[Dataset extract Boundary: Start]

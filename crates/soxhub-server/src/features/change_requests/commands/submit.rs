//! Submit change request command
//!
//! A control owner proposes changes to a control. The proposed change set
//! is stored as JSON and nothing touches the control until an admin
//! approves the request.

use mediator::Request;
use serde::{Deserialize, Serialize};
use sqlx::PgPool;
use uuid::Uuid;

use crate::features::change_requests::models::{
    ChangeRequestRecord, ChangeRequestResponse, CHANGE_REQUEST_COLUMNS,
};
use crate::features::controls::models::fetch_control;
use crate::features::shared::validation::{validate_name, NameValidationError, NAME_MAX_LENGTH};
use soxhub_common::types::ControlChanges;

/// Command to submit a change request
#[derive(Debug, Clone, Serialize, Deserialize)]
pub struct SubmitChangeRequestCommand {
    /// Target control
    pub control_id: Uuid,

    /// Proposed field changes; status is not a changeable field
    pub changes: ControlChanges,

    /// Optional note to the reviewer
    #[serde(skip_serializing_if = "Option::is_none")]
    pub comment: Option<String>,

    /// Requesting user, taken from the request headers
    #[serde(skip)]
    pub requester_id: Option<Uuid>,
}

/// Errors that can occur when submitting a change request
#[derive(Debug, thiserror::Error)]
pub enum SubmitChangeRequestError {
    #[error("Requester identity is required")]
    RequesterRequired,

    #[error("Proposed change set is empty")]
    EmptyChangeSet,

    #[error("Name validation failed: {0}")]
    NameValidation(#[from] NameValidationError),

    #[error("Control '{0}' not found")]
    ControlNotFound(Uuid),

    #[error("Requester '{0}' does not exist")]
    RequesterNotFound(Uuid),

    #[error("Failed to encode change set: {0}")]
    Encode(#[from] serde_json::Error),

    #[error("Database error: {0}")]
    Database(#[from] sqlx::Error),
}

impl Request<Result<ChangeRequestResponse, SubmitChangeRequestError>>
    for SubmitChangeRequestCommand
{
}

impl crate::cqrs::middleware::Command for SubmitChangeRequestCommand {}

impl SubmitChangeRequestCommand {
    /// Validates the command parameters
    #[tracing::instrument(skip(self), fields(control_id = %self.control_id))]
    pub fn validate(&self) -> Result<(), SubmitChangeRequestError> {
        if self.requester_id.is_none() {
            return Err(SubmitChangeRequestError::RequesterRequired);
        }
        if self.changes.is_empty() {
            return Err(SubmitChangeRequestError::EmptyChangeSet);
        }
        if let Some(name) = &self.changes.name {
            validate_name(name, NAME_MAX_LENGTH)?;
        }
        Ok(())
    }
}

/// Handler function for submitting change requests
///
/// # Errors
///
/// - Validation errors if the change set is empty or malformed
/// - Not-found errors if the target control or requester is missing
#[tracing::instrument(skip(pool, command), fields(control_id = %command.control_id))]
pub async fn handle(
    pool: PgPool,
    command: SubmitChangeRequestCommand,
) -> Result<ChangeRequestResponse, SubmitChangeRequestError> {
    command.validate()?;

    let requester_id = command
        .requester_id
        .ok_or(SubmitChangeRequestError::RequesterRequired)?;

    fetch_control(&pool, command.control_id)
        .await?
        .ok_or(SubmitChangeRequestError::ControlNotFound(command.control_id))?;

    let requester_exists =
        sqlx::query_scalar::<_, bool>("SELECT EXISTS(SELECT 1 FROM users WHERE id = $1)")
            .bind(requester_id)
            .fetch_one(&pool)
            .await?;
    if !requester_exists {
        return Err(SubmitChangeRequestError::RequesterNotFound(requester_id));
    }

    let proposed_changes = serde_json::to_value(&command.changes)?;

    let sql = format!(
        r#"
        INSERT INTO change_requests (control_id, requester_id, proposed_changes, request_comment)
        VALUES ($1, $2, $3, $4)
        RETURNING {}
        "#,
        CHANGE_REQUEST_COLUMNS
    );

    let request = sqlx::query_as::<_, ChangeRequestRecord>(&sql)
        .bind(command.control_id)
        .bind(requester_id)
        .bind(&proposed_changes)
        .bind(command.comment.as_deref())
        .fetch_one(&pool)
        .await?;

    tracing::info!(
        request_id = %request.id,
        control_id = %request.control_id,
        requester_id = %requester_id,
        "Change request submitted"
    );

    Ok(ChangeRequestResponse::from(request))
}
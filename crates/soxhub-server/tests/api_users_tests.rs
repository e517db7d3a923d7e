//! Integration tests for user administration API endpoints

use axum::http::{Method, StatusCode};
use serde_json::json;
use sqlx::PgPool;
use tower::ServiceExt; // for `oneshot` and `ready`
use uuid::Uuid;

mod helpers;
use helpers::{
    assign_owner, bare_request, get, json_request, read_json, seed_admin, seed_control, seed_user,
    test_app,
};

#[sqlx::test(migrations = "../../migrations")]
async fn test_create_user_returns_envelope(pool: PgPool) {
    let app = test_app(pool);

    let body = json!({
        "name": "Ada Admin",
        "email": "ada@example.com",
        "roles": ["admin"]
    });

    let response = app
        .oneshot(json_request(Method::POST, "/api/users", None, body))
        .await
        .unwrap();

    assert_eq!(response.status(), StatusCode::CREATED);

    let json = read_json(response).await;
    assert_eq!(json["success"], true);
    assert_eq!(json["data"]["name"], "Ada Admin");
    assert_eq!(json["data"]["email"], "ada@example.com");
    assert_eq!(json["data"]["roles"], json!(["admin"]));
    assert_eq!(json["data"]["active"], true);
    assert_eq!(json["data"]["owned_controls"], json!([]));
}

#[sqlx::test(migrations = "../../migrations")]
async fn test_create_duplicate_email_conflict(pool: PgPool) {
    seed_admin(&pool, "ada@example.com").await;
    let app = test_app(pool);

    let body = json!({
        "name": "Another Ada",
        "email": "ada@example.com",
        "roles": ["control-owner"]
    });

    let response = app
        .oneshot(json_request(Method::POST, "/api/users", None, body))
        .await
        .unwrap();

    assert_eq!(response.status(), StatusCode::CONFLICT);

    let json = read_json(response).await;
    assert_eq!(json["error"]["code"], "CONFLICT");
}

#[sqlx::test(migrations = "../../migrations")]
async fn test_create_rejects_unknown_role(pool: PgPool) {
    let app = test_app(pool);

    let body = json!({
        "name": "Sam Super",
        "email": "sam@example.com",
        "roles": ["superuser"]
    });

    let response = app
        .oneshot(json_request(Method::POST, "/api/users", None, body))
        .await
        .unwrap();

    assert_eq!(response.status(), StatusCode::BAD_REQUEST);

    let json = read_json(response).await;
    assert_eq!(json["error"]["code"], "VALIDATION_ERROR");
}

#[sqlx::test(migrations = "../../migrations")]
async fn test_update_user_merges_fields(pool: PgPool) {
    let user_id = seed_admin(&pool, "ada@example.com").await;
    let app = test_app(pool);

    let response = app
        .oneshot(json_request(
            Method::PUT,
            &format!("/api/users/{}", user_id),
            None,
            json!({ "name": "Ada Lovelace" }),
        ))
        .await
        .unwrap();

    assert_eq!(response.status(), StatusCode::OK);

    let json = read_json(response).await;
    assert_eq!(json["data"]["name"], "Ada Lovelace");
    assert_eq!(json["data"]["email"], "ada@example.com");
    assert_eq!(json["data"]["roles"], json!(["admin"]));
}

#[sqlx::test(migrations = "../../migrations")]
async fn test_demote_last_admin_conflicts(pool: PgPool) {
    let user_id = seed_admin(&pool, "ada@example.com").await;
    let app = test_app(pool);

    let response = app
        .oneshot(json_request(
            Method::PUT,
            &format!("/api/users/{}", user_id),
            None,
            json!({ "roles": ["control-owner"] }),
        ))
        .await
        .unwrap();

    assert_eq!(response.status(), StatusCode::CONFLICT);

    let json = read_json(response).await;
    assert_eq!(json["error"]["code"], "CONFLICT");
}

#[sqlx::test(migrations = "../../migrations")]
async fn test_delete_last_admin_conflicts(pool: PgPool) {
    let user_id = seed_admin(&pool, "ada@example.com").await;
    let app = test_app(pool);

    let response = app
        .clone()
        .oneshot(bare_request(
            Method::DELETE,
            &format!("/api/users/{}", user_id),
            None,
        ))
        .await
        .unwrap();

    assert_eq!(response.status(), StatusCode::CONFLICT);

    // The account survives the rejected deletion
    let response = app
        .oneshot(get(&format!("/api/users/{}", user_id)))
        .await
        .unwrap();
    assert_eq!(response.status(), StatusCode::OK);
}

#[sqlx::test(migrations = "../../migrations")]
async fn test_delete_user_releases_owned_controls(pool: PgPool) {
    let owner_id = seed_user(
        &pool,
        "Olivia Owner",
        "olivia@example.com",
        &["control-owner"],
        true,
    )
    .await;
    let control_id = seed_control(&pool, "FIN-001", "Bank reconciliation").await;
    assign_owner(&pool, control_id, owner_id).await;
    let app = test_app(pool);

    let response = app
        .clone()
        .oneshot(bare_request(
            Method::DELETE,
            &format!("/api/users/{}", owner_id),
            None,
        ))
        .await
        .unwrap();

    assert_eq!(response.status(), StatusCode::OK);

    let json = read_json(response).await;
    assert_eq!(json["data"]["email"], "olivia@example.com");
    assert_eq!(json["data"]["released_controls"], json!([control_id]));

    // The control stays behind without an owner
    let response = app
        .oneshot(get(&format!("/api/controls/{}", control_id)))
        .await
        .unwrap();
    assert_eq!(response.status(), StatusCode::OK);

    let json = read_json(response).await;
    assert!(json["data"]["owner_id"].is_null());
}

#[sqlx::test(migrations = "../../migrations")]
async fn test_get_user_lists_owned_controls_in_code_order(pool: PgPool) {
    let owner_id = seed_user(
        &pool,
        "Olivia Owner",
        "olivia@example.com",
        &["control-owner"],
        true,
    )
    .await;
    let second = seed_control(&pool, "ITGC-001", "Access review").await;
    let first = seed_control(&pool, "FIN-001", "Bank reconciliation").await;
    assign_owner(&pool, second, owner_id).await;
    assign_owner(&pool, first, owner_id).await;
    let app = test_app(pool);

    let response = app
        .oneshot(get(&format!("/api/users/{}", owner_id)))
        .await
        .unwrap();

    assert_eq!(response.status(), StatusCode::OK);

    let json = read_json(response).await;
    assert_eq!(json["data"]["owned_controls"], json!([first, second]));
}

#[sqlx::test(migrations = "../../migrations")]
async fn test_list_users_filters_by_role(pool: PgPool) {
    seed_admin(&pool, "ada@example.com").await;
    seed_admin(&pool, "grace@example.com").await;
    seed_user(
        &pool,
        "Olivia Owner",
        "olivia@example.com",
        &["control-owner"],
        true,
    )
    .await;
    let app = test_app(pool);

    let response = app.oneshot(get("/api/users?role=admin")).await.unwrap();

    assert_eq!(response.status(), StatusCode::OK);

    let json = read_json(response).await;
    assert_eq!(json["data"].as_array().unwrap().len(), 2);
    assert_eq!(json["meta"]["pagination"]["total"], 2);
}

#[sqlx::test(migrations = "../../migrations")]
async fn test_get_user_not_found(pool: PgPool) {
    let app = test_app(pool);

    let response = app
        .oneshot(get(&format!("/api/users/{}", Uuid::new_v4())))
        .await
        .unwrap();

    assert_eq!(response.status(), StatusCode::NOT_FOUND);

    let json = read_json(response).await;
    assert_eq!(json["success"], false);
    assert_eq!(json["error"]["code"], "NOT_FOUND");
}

[Dataset extract Boundary: End]

> _Exercise goal_: Within the listing, how many lines include the string "ControlChanges"? Supply the number and no further words.

> _Result of this exercise_: 2